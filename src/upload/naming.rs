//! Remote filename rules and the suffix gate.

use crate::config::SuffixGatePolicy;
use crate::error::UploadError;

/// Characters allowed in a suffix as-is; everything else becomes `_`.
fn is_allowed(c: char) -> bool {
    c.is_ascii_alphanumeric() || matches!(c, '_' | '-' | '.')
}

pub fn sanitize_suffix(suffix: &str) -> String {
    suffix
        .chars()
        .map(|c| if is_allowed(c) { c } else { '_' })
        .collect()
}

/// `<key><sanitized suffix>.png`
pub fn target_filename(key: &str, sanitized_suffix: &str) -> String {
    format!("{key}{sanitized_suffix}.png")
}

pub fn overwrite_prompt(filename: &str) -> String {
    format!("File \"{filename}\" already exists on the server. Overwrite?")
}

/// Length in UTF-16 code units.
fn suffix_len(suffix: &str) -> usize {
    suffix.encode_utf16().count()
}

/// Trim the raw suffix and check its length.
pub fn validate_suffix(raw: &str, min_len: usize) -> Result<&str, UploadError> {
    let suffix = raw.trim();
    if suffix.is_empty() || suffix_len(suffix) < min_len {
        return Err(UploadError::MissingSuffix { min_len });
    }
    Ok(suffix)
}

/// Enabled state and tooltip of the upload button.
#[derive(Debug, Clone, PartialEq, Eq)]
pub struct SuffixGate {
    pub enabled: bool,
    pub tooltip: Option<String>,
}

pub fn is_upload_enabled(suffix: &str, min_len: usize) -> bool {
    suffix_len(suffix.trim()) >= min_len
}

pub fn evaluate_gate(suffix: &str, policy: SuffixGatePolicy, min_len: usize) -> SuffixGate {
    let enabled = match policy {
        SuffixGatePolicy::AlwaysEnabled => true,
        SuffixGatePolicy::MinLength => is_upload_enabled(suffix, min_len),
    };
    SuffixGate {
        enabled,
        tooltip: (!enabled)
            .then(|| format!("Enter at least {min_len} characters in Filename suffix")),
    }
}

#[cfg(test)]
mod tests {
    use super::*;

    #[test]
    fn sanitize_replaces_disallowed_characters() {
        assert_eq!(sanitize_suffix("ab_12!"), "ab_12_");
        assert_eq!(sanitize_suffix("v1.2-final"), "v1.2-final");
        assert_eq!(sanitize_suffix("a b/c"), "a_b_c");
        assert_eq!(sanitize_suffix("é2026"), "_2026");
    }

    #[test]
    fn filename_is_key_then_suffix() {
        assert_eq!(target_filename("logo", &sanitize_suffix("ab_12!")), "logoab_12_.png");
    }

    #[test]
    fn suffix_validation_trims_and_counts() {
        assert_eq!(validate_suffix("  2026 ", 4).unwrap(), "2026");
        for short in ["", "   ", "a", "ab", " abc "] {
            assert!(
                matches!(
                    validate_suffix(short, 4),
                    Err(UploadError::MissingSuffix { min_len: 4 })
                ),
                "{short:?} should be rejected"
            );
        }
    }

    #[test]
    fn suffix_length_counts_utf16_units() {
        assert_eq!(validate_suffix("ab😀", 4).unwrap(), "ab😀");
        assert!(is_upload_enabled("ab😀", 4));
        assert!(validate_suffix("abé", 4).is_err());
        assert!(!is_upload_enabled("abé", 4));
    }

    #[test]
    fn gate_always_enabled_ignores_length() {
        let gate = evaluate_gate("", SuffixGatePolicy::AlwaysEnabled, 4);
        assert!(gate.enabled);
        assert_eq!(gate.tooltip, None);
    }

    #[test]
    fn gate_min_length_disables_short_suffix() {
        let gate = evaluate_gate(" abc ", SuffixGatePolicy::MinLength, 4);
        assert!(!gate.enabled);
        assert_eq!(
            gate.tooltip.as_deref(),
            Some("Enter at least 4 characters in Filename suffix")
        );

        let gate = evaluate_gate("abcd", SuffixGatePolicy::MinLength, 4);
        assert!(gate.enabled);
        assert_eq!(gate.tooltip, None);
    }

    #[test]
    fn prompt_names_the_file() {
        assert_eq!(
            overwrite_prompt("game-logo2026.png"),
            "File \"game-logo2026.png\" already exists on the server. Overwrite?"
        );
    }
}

> _Instructions to follow_
Reproduce each entry above exactly, keeping every word.

> _Answer space_
filename src/upload/naming.rs
//! Remote filename rules and the suffix gate.

use crate::config::SuffixGatePolicy;
use crate::error::UploadError;

/// Characters allowed in a suffix as-is; everything else becomes `_`.
fn is_allowed(c: char) -> bool {
    c.is_ascii_alphanumeric() || matches!(c, '_' | '-' | '.')
}

pub fn sanitize_suffix(suffix: &str) -> String {
    suffix
        .chars()
        .map(|c| if is_allowed(c) { c } else { '_' })
        .collect()
}

/// `<key><sanitized suffix>.png`
pub fn target_filename(key: &str, sanitized_suffix: &str) -> String {
    format!("{key}{sanitized_suffix}.png")
}

pub fn overwrite_prompt(filename: &str) -> String {
    format!("File \"{filename}\" already exists on the server. Overwrite?")
}

/// Length in UTF-16 code units.
fn suffix_len(suffix: &str) -> usize {
    suffix.encode_utf16().count()
}

/// Trim the raw suffix and check its length.
pub fn validate_suffix(raw: &str, min_len: usize) -> Result<&str, UploadError> {
    let suffix = raw.trim();
    if suffix.is_empty() || suffix_len(suffix) < min_len {
        return Err(UploadError::MissingSuffix { min_len });
    }
    Ok(suffix)
}

/// Enabled state and tooltip of the upload button.
#[derive(Debug, Clone, PartialEq, Eq)]
pub struct SuffixGate {
    pub enabled: bool,
    pub tooltip: Option<String>,
}

pub fn is_upload_enabled(suffix: &str, min_len: usize) -> bool {
    suffix_len(suffix.trim()) >= min_len
}

pub fn evaluate_gate(suffix: &str, policy: SuffixGatePolicy, min_len: usize) -> SuffixGate {
    let enabled = match policy {
        SuffixGatePolicy::AlwaysEnabled => true,
        SuffixGatePolicy::MinLength => is_upload_enabled(suffix, min_len),
    };
    SuffixGate {
        enabled,
        tooltip: (!enabled)
            .then(|| format!("Enter at least {min_len} characters in Filename suffix")),
    }
}

#[cfg(test)]
mod tests {
    use super::*;

    #[test]
    fn sanitize_replaces_disallowed_characters() {
        assert_eq!(sanitize_suffix("ab_12!"), "ab_12_");
        assert_eq!(sanitize_suffix("v1.2-final"), "v1.2-final");
        assert_eq!(sanitize_suffix("a b/c"), "a_b_c");
        assert_eq!(sanitize_suffix("é2026"), "_2026");
    }

    #[test]
    fn filename_is_key_then_suffix() {
        assert_eq!(target_filename("logo", &sanitize_suffix("ab_12!")), "logoab_12_.png");
    }

    #[test]
    fn suffix_validation_trims_and_counts() {
        assert_eq!(validate_suffix("  2026 ", 4).unwrap(), "2026");
        for short in ["", "   ", "a", "ab", " abc "] {
            assert!(
                matches!(
                    validate_suffix(short, 4),
                    Err(UploadError::MissingSuffix { min_len: 4 })
                ),
                "{short:?} should be rejected"
            );
        }
    }

    #[test]
    fn suffix_length_counts_utf16_units() {
        assert_eq!(validate_suffix("ab😀", 4).unwrap(), "ab😀");
        assert!(is_upload_enabled("ab😀", 4));
        assert!(validate_suffix("abé", 4).is_err());
        assert!(!is_upload_enabled("abé", 4));
    }

    #[test]
    fn gate_always_enabled_ignores_length() {
        let gate = evaluate_gate("", SuffixGatePolicy::AlwaysEnabled, 4);
        assert!(gate.enabled);
        assert_eq!(gate.tooltip, None);
    }

    #[test]
    fn gate_min_length_disables_short_suffix() {
        let gate = evaluate_gate(" abc ", SuffixGatePolicy::MinLength, 4);
        assert!(!gate.enabled);
        assert_eq!(
            gate.tooltip.as_deref(),
            Some("Enter at least 4 characters in Filename suffix")
        );

        let gate = evaluate_gate("abcd", SuffixGatePolicy::MinLength, 4);
        assert!(gate.enabled);
        assert_eq!(gate.tooltip, None);
    }

    #[test]
    fn prompt_names_the_file() {
        assert_eq!(
            overwrite_prompt("game-logo2026.png"),
            "File \"game-logo2026.png\" already exists on the server. Overwrite?"
        );
    }
}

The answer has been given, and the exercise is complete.